Pohon Merah [2/3]

955 129 6
                                    


"Orang bilang rumah adalah tempat kepulangan. Sedang tempat yang dimaksud tak selalu berwujud bangunan. Lantas ke mana aku harus mengalamatkan kepulangan sementara tak ada hati dan bangunan yang menjadi tempat tujuan."

____________________

Keesokan harinya, Eunha berangkat ke sekolah seperti biasa. Ada rutinitas yang berbeda tiap pagi sekarang. Eunha merasa terkejut ketika Jungkook muncul setelah Eunha membuka pintu. Pria itu menampilkan senyum andalan. Senyum itu yang Eunha rindukan akhir-akhir ini. Memorinya kembali menngingat ketika ia bertemu Jung Yein di acara pameran foto kemarin beserta rumor yang berembus.

"Jungkook? Sedang apa kau di sini?" tanya Eunha.

Berangkat ke sekolah bersama Jungkook bukan hal yang biasa lagi. Rutunitas itu sempat terhenti beberapa bulan belakangan ini. Eunha tidak menanyakan sebab mengapa. Pun Jungkook sampai sekarang tidak memberi penjelasan yang lebih. Eunha tidak menuntut. Ia lebih dulu sadar diri. Bahwa Jungkook mempunyai kepentingan-kepentingan lain dibandingkan dirinya.

"Menjemput Tuan Putri Eunha," balas Jungkook seraya mengulas senyum. Ia melihat jam yang melingkar di pergelangan tangan. "Ini masih terlalu pagi untuk sampai di kelas. Bagaimana jika kita sarapan dulu?"

Tanpa menunggu jawaban dari Eunha, Jungkook langsung menarik Eunha untuk duduk di bangku belakang sepedanya. Jungkook memang berangkat ke sekolah dengan menggunakan sepeda. Padahal bisa saja pria itu meminta motor sport yang mahal kepada orang tuanya. Namun, ini lah salah satu alasan Eunha menyukai Jungkook dan nyaman berada di samping pria itu. Jungkook yang apa adanya dan Jungkook yang tulus bersamanya. Namun, Eunha tahu jikalau perasaan Jungkook tidak mungkin lebih dari sekadar sahabat.

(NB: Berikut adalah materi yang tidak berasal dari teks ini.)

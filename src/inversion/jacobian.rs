//! inversion::jacobian — numerical and analytic Jacobian providers.
//!
//! Purpose
//! -------
//! Produce the `m × n` sensitivity matrix `K = ∂f/∂x` at the current state,
//! either by central finite differences on the bounded residual function or
//! by delegating to an externally supplied [`JacobianModel`].
//!
//! Key behaviors
//! -------------
//! - [`NumericalJacobian`] perturbs component `i` by
//!   `δᵢ = (upperᵢ − lowerᵢ) · delta_fraction` and sets column `i` to
//!   `(f(x + δᵢeᵢ) − f(x − δᵢeᵢ)) / (2δᵢ)`.
//! - Both probes go through [`ResidualFunction::evaluate`] and are therefore
//!   clipped independently. Near a bound the estimate degrades to a
//!   one-sided difference; this is accepted, not reported.
//! - [`JacobianProvider`] lets the engine treat both variants uniformly and
//!   validates whatever they return.
//!
//! Invariants & assumptions
//! ------------------------
//! - The forward model is never called with a probe outside the bounds.
//! - Returned Jacobians are finite with shape `m × n`.
//!
//! Testing notes
//! -------------
//! - Unit tests compare the central difference against an exact derivative,
//!   probe at an upper bound with a stub that asserts in-bounds input, and
//!   check validation of analytic Jacobians.
use crate::inversion::{
    bounds::Bounds,
    errors::InvResult,
    forward::{ForwardModel, JacobianModel, ResidualFunction},
    types::{DEFAULT_DELTA_FRACTION, Jacobian, StateVec},
    validation::{validate_jacobian, validate_len, verify_delta_fraction},
};

/// NumericalJacobian — central-difference estimator scaled by the bound span.
#[derive(Debug, Clone, Copy, PartialEq)]
pub struct NumericalJacobian {
    delta_fraction: f64,
}

impl NumericalJacobian {
    /// Construct an estimator with a validated step fraction in `(0, 0.5]`.
    ///
    /// # Errors
    /// [`InversionError::InvalidDeltaFraction`](crate::inversion::errors::InversionError::InvalidDeltaFraction)
    /// on an out-of-range fraction.
    pub fn new(delta_fraction: f64) -> InvResult<Self> {
        verify_delta_fraction(delta_fraction)?;
        Ok(Self { delta_fraction })
    }

    pub fn delta_fraction(&self) -> f64 {
        self.delta_fraction
    }

    /// Per-component probe offsets `δ = (upper − lower) · delta_fraction`.
    pub fn deltas(&self, bounds: &Bounds) -> StateVec {
        bounds.span() * self.delta_fraction
    }

    /// evaluate — central-difference Jacobian at `state`.
    ///
    /// Parameters
    /// ----------
    /// - `residual`: `&ResidualFunction<F>`
    ///   Bounded forward model; supplies the bounds, the parameters, and the
    ///   expected measurement dimension `m`.
    /// - `state`: `&StateVec`
    ///   Point of evaluation, length `n`.
    ///
    /// Returns
    /// -------
    /// `InvResult<Jacobian>`
    ///   An `m × n` matrix whose column `i` is the central difference along
    ///   component `i`.
    ///
    /// Errors
    /// ------
    /// - `DimensionMismatch` if `state` does not match the bounds.
    /// - Any forward-model error or invalid forward-model output raised by a
    ///   probe evaluation.
    ///
    /// Notes
    /// -----
    /// - The divisor is always `2δᵢ`, also when a probe was clipped onto a
    ///   bound.
    /// - Costs `2n` forward-model evaluations.
    pub fn evaluate<F: ForwardModel + ?Sized>(
        &self, residual: &ResidualFunction<'_, F>, state: &StateVec,
    ) -> InvResult<Jacobian> {
        let bounds = residual.bounds();
        let n = bounds.dim();
        validate_len("state", state.len(), n)?;

        let deltas = self.deltas(bounds);
        let mut jacobian = Jacobian::zeros((residual.measurement_dim(), n));
        for (i, &delta) in deltas.iter().enumerate() {
            let mut plus = state.clone();
            let mut minus = state.clone();
            plus[i] += delta;
            minus[i] -= delta;

            let f_plus = residual.evaluate(&plus)?;
            let f_minus = residual.evaluate(&minus)?;
            jacobian.column_mut(i).assign(&((f_plus - f_minus) / (2.0 * delta)));
        }
        Ok(jacobian)
    }
}

impl Default for NumericalJacobian {
    fn default() -> Self {
        Self { delta_fraction: DEFAULT_DELTA_FRACTION }
    }
}

/// JacobianProvider — where the engine gets `K` from.
///
/// - `Numerical`: central differences on the residual function.
/// - `Analytic`: an external [`JacobianModel`], evaluated at the clipped
///   state.
#[derive(Clone, Copy)]
pub enum JacobianProvider<'a> {
    Numerical(NumericalJacobian),
    Analytic(&'a dyn JacobianModel),
}

impl JacobianProvider<'_> {
    /// Evaluate `K` at `state` and validate its shape and entries.
    ///
    /// # Errors
    /// - Collaborator errors from the forward model or analytic Jacobian.
    /// - `DimensionMismatch` / `NonFiniteValue` when the result is not a
    ///   finite `m × n` matrix.
    pub fn evaluate<F: ForwardModel + ?Sized>(
        &self, residual: &ResidualFunction<'_, F>, state: &StateVec,
    ) -> InvResult<Jacobian> {
        let jacobian = match self {
            JacobianProvider::Numerical(numerical) => numerical.evaluate(residual, state)?,
            JacobianProvider::Analytic(model) => {
                let clipped = residual.bounds().clip(state)?;
                model.jacobian(&clipped, residual.params())?
            }
        };
        validate_jacobian(&jacobian, residual.measurement_dim(), residual.bounds().dim())?;
        Ok(jacobian)
    }

    pub fn is_analytic(&self) -> bool {
        matches!(self, JacobianProvider::Analytic(_))
    }
}

impl std::fmt::Debug for JacobianProvider<'_> {
    fn fmt(&self, f: &mut std::fmt::Formatter<'_>) -> std::fmt::Result {
        match self {
            JacobianProvider::Numerical(numerical) => f.debug_tuple("Numerical").field(numerical).finish(),
            JacobianProvider::Analytic(_) => f.write_str("Analytic(..)"),
        }
    }
}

"Jungkook, kau tahu?" tanya Eunha lirih. Sengaja, agar Jungkook tidak dapat mendengar perkataannya selanjutnya. "Aku rindu saat kita bersama. Rasanya nyaman sekali." Eunha memeluk Jungkook.

Sarapannya kali ini dipaksa oleh Jungkook. Pria itu sangat hapal jikalau Eunha sering melewatkan sarapannya. Kali ini, Jungkook biarkan Eunha makan sesuai keinginannya.

"Kau harus tumbuh dengan baik. Mengerti?"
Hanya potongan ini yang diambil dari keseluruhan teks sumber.